Fig 1.
Diversity of uterine microbiota from the Healthy (n = 11), MNoFever (n = 12), and MFever (n = 11) groups.
(A) Number of reads. There is no significant difference among groups. (B) Chao1 richness index. Chao1 richness estimates the total number of species in a sample based on the number of singleton and doubleton taxa. (C) Shannon diversity index. Shannon index takes into account both the species richness and evenness. Data represent the mean ± SEM. Data labeled “a” are statistically different (P ≤ 0.05) from data labeled “b”.
Fig 2.
Dissimilarity of bacterial community.
(A) Principal coordinates analysis of uterine microbiota based on normalized values and Manhattan distance. This shows the ordination of the Healthy (healthy cows; green circles), MNoFever (metritic cows without a fever; blue squares), and MFever (metritic cows with a fever; red triangles). Variance explained by each PCO axis is given in parentheses. (B) Bray-Curtis dissimilarity of uterine microbiota using phylum level abundance of bacteria. An index of 0 indicates the most similarity between bacterial communities, whereas an index of 1 indicates the most dissimilarity between bacterial communities. Bars represent the mean ± SEM. (C) Phylum level assignment. (D) Genus level assignment. Bacterial phyla and genera having ≥ 1% abundance were presented in a stacked bar graph. Data labeled “a” are statistically different (P ≤ 0.05) from data labeled “b”.
Fig 3.
Heat map analysis with the dendrogram based on Euclidean distance.
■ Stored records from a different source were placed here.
//! View-state store
//!
//! Owns the current [`PersistedViewState`] snapshot for one grid, hydrates it
//! from a [`ViewStatePort`] and writes it back after every effective change.
//!
//! Persistence never fails loudly: a read problem falls back to defaults, a
//! write problem is dropped. Both are logged at warn.

use std::collections::HashMap;
use std::sync::{Arc, Mutex};

use crate::column::ColumnSet;
use crate::error::StoreError;
use crate::view_state::{PersistedViewState, ViewAction};

/// Durable key/value storage for serialized view state
pub trait ViewStatePort {
    fn load(&self, key: &str) -> Result<Option<String>, StoreError>;
    fn save(&self, key: &str, json: &str) -> Result<(), StoreError>;
}

/// In-memory port. Clones share the same map.
#[derive(Debug, Clone, Default)]
pub struct MemoryPort {
    entries: Arc<Mutex<HashMap<String, String>>>,
}

impl MemoryPort {
    pub fn new() -> Self {
        Self::default()
    }

    /// Seed a raw entry (useful for legacy snapshots)
    pub fn with_entry(self, key: impl Into<String>, json: impl Into<String>) -> Self {
        if let Ok(mut entries) = self.entries.lock() {
            entries.insert(key.into(), json.into());
        }
        self
    }

    pub fn get(&self, key: &str) -> Option<String> {
        self.entries.lock().ok()?.get(key).cloned()
    }
}

impl ViewStatePort for MemoryPort {
    fn load(&self, key: &str) -> Result<Option<String>, StoreError> {
        let entries = self
            .entries
            .lock()
            .map_err(|_| StoreError::Backend("memory port poisoned".into()))?;
        Ok(entries.get(key).cloned())
    }

    fn save(&self, key: &str, json: &str) -> Result<(), StoreError> {
        let mut entries = self
            .entries
            .lock()
            .map_err(|_| StoreError::Backend("memory port poisoned".into()))?;
        entries.insert(key.to_string(), json.to_string());
        Ok(())
    }
}

impl<P: ViewStatePort + ?Sized> ViewStatePort for Box<P> {
    fn load(&self, key: &str) -> Result<Option<String>, StoreError> {
        (**self).load(key)
    }

    fn save(&self, key: &str, json: &str) -> Result<(), StoreError> {
        (**self).save(key, json)
    }
}

// =============================================================================
// Snapshot I/O
// =============================================================================

/// Read and reconcile the snapshot stored under `key`.
///
/// Returns `None` when nothing usable is stored; the reason is logged.
pub fn load_snapshot(
    port: &dyn ViewStatePort,
    key: &str,
    columns: &ColumnSet,
) -> Option<PersistedViewState> {
    let json = match port.load(key) {
        Ok(Some(json)) => json,
        Ok(None) => {
            log::debug!("no stored view state for '{}'", key);
            return None;
        }
        Err(e) => {
            log::warn!("failed to read view state '{}': {}", key, e);
            return None;
        }
    };

    match PersistedViewState::from_json(&json) {
        Ok(state) => Some(state.reconcile(columns)),
        Err(e) => {
            log::warn!("discarding corrupt view state '{}': {}", key, e);
            None
        }
    }
}

/// Serialize and save. Errors are logged and dropped.
pub fn persist_snapshot(port: &dyn ViewStatePort, key: &str, state: &PersistedViewState) {
    let result = state
        .to_json()
        .map_err(StoreError::from)
        .and_then(|json| port.save(key, &json));
    if let Err(e) = result {
        log::warn!("failed to save view state '{}': {}", key, e);
    }
}

// =============================================================================
// Store
// =============================================================================

pub struct ViewStateStore {
    columns: ColumnSet,
    port: Box<dyn ViewStatePort>,
    storage_key: Option<String>,
    state: Arc<PersistedViewState>,
    hydrated: bool,
    revision: u64,
}

impl ViewStateStore {
    /// Starts from defaults, unhydrated. Without a storage key nothing is
    /// ever read or written.
    pub fn new(
        columns: ColumnSet,
        port: Box<dyn ViewStatePort>,
        storage_key: Option<String>,
    ) -> Self {
        let state = Arc::new(PersistedViewState::defaults(&columns));
        Self {
            columns,
            port,
            storage_key,
            state,
            hydrated: false,
            revision: 0,
        }
    }

    /// Load the stored snapshot (or keep defaults). A second call is a no-op.
    ///
    /// Returns true when a stored snapshot was restored.
    pub fn hydrate(&mut self) -> bool {
        if self.hydrated {
            return false;
        }
        self.hydrated = true;

        let restored = self
            .storage_key
            .as_deref()
            .and_then(|key| load_snapshot(self.port.as_ref(), key, &self.columns));

        match restored {
            Some(state) => {
                log::debug!(
                    "hydrated view state '{}'",
                    self.storage_key.as_deref().unwrap_or_default()
                );
                if *self.state != state {
                    self.state = Arc::new(state);
                    self.revision += 1;
                }
                true
            }
            None => false,
        }
    }

    /// Write the current snapshot. Ignored before hydration so a default
    /// state can never overwrite what the user saved.
    pub fn persist(&self) {
        if !self.hydrated {
            log::debug!("skipping persist before hydration");
            return;
        }
        if let Some(key) = &self.storage_key {
            persist_snapshot(self.port.as_ref(), key, &self.state);
        }
    }

    /// Apply an action; returns true when the state changed.
    pub fn dispatch(&mut self, action: ViewAction) -> bool {
        log::trace!("view action {:?}", action);
        let next = self.state.reduce(action, &self.columns);
        if next == *self.state {
            return false;
        }
        self.state = Arc::new(next);
        self.revision += 1;
        self.persist();
        true
    }

    pub fn snapshot(&self) -> Arc<PersistedViewState> {
        Arc::clone(&self.state)
    }

    pub fn state(&self) -> &PersistedViewState {
        &self.state
    }

    pub fn columns(&self) -> &ColumnSet {
        &self.columns
    }

    pub fn storage_key(&self) -> Option<&str> {
        self.storage_key.as_deref()
    }

    pub fn is_hydrated(&self) -> bool {
        self.hydrated
    }

    /// Bumped on every effective change
    pub fn revision(&self) -> u64 {
        self.revision
    }
}

impl std::fmt::Debug for ViewStateStore {
    fn fmt(&self, f: &mut std::fmt::Formatter<'_>) -> std::fmt::Result {
        f.debug_struct("ViewStateStore")
            .field("storage_key", &self.storage_key)
            .field("hydrated", &self.hydrated)
            .field("revision", &self.revision)
            .field("state", &self.state)
            .finish()
    }
}

// =============================================================================
// Tests
// =============================================================================

#[cfg(test)]
mod tests {
    use super::*;
    use crate::column::{ColumnDef, ColumnType};
    use crate::layout::FREEZE_OFF;
    use crate::sort::SortRule;

    fn columns() -> ColumnSet {
        ColumnSet::new(vec![
            ColumnDef::new("name", "Name", ColumnType::Text),
            ColumnDef::new("active", "Active", ColumnType::Toggle),
        ])
        .unwrap()
    }

    struct FailingPort;

    impl ViewStatePort for FailingPort {
        fn load(&self, _key: &str) -> Result<Option<String>, StoreError> {
            Err(StoreError::Backend("offline".into()))
        }

        fn save(&self, _key: &str, _json: &str) -> Result<(), StoreError> {
            Err(StoreError::Backend("offline".into()))
        }
    }

    fn store(port: MemoryPort) -> ViewStateStore {
        ViewStateStore::new(columns(), Box::new(port), Some("people".into()))
    }

    #[test]
    fn test_dispatch_before_hydrate_does_not_persist() {
        let port = MemoryPort::new();
        let mut s = store(port.clone());
        assert!(s.dispatch(ViewAction::SetSorts(vec![SortRule::asc("name")])));
        assert!(port.get("people").is_none());

        s.hydrate();
        assert!(s.dispatch(ViewAction::SetFreezeCount(1)));
        assert!(port.get("people").unwrap().contains("\"freezeCount\":1"));
    }

    #[test]
    fn test_hydrate_restores_and_is_idempotent() {
        let port = MemoryPort::new();
        let mut first = store(port.clone());
        first.hydrate();
        first.dispatch(ViewAction::SetSorts(vec![SortRule::desc("name")]));

        let mut second = store(port.clone());
        assert!(second.hydrate());
        assert_eq!(second.state().sorts, vec![SortRule::desc("name")]);
        let rev = second.revision();
        assert!(!second.hydrate());
        assert_eq!(second.revision(), rev);
    }

    #[test]
    fn test_corrupt_snapshot_falls_back_to_defaults() {
        let port = MemoryPort::new().with_entry("people", "{not json");
        let mut s = store(port);
        assert!(!s.hydrate());
        assert!(s.is_hydrated());
        assert_eq!(*s.snapshot(), PersistedViewState::defaults(&columns()));
    }

    #[test]
    fn test_failing_port_is_swallowed() {
        let mut s = ViewStateStore::new(columns(), Box::new(FailingPort), Some("k".into()));
        assert!(!s.hydrate());
        assert!(s.dispatch(ViewAction::SetFreezeCount(0)));
        assert_eq!(s.state().freeze_count, 0);
    }

    #[test]
    fn test_no_storage_key_never_touches_port() {
        let port = MemoryPort::new().with_entry("people", r#"{"freezeCount":1,"freezeVersion":2}"#);
        let mut s = ViewStateStore::new(columns(), Box::new(port), None);
        assert!(!s.hydrate());
        assert_eq!(s.state().freeze_count, FREEZE_OFF);
    }

    #[test]
    fn test_noop_action_keeps_revision() {
        let mut s = store(MemoryPort::new());
        s.hydrate();
        let rev = s.revision();
        assert!(!s.dispatch(ViewAction::ClearFilters));
        assert_eq!(s.revision(), rev);
    }
}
Columns represent individual cows and rows represent 20 bacterial species. The relative abundance of bacteria was presented by color in each cell. Under the dendrogram the first bar shows whether cows had fever and the second bar indicates whether cows had metritis.
Fig 4.
Associations of Bacteroides pyogenes with a fever.
(A) Relative abundance of B. pyogenes based on metagenomic sequencing. Bars represent the mean ± SEM. (B) Absolute abundance of total bacteria and B. pyogenes based on droplet digital PCR. The log10 number of total bacteria (black circles) and B. pyogenes (blue squares) were quantified in uterine swab samples using the 16S rRNA gene and recA gene, respectively. Each symbol represents an individual cow and error bars indicate the means ± SEM. Data labeled “a” are statistically different (P ≤ 0.05) from data labeled “b”.
Fig 5.
(A) In vitro proportion of PMN with phagocytic activity (Healthy = 58, MNoFever = 19, MFever = 33). (B) In vitro proportion of PMN mediated oxidative burst (Healthy = 58, MNoFever = 19, MFever = 33). (C) In vivo serum TNFα (14 cows per group). (D) In vivo serum PGE2 metabolite (14 cows per group). Data represent the mean ± SEM. Data labeled “a” are statistically different (P ≤ 0.05) from data labeled “b”. See S1 Table for sample information.